(’s-Gravenhage 1909 - Roden 1998)
Pseudoniem van dichteres en schrijfster Margaretha Droogleever Fortuyn-Leenmans die in Leiden studeerde en later met haar man naar Groningen verhuisde. Vasalis debuteerde als prozaïst in het geschenk ter gelegenheid van de boekenweek van 1940, Drie novellen, een bundel waarin eveneens werk van Jan Campert en Egbert Eewijck is opgenomen. Voor dat moment had ze al enige gedichten gepubliceerd in verschillende tijdschriften. Haar eerste dichtbundel verscheen eveneens in 1940: Parken en woestijnen.
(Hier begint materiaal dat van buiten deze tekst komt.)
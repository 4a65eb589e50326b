//! Minichain - Main Application
//!
//! Spawns the miner worker pool and runs the arbiter on the main thread.

use minichain::{
    arbiter::Arbiter,
    chain::genesis,
    config::Config,
    miner::MinerWorker,
    round::RoundCoordinator,
    Error, Result, APP_NAME, APP_VERSION,
};

use clap::Parser;
use std::sync::Arc;
use std::thread;
use tracing::{error, info};
use tracing_subscriber::{fmt, prelude::*, EnvFilter};

fn main() -> Result<()> {
    let config = Config::parse();

    // Initialize tracing; RUST_LOG overrides the CLI level
    let filter = EnvFilter::try_from_default_env()
        .unwrap_or_else(|_| EnvFilter::new(config.log_level.to_string()));
    tracing_subscriber::registry()
        .with(fmt::layer().with_target(false))
        .with(filter)
        .init();

    config.validate()?;

    if config.print_config {
        println!("{}", serde_json::to_string_pretty(&config).map_err(|e| {
            Error::config(format!("failed to render configuration: {e}"))
        })?);
        return Ok(());
    }

    info!("Starting {} v{}", APP_NAME, APP_VERSION);
    info!(
        workers = config.worker_count(),
        difficulty = config.difficulty,
        blocks = config.blocks,
        "configuration"
    );

    run(&config)
}

/// Seed the chain, spawn the miners, and arbitrate until done
fn run(config: &Config) -> Result<()> {
    let timestamp = chrono::Utc::now().timestamp() as u64;
    let coordinator = Arc::new(RoundCoordinator::new(genesis(timestamp, config.difficulty)));

    let tip = coordinator.tip();
    info!(
        hash = format_args!("{:#010x}", tip.hash),
        timestamp, "created genesis block"
    );

    let mut handles = Vec::new();
    for id in 1..=config.worker_count() as i32 {
        let worker = MinerWorker::new(id, config.difficulty, Arc::clone(&coordinator));
        let handle = thread::Builder::new()
            .name(format!("miner-{id}"))
            .spawn(move || worker.run())
            .map_err(|e| Error::worker(format!("failed to spawn miner {id}: {e}")))?;
        handles.push(handle);
    }

    // The arbiter runs on the main thread; with no block limit this loop
    // never returns.
    let arbiter = Arbiter::new(config.difficulty, Arc::clone(&coordinator), config.blocks);
    let committed = arbiter.run();

    for handle in handles {
        let name = handle.thread().name().unwrap_or("miner").to_string();
        if handle.join().is_err() {
            error!(thread = %name, "miner thread panicked");
            return Err(Error::worker(format!("{name} panicked")));
        }
    }

    let chain = coordinator.chain_snapshot();
    chain.verify(config.difficulty)?;
    info!(
        committed,
        length = chain.len(),
        tip_hash = format_args!("{:#010x}", chain.tip().hash),
        "run complete, chain verified"
    );

    Ok(())
}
Daarna zouden nog slechts twee bundels van haar hand verschijnen, die tot de klassieken van de 20ste-eeuwse letterkunde worden gerekend: De vogel Phoenix (1947) en Vergezichten en gezichten (1954). Het werk van Vasalis is veelvuldig onderscheiden, o.a. met de Van der Hoogtprijs (1941), de Constantijn Huygensprijs (1974) en de P.C. Hooftprijs (1983).
Lit.: D. Kroon (red.), Ik heb nog geen ding van mijzelf bevrijd: een bundel opstellen over de poëzie van M. Vasalis (’s-Gravenhage 1983); P. van de Perre, M. Vasalis (Nijmegen 1980).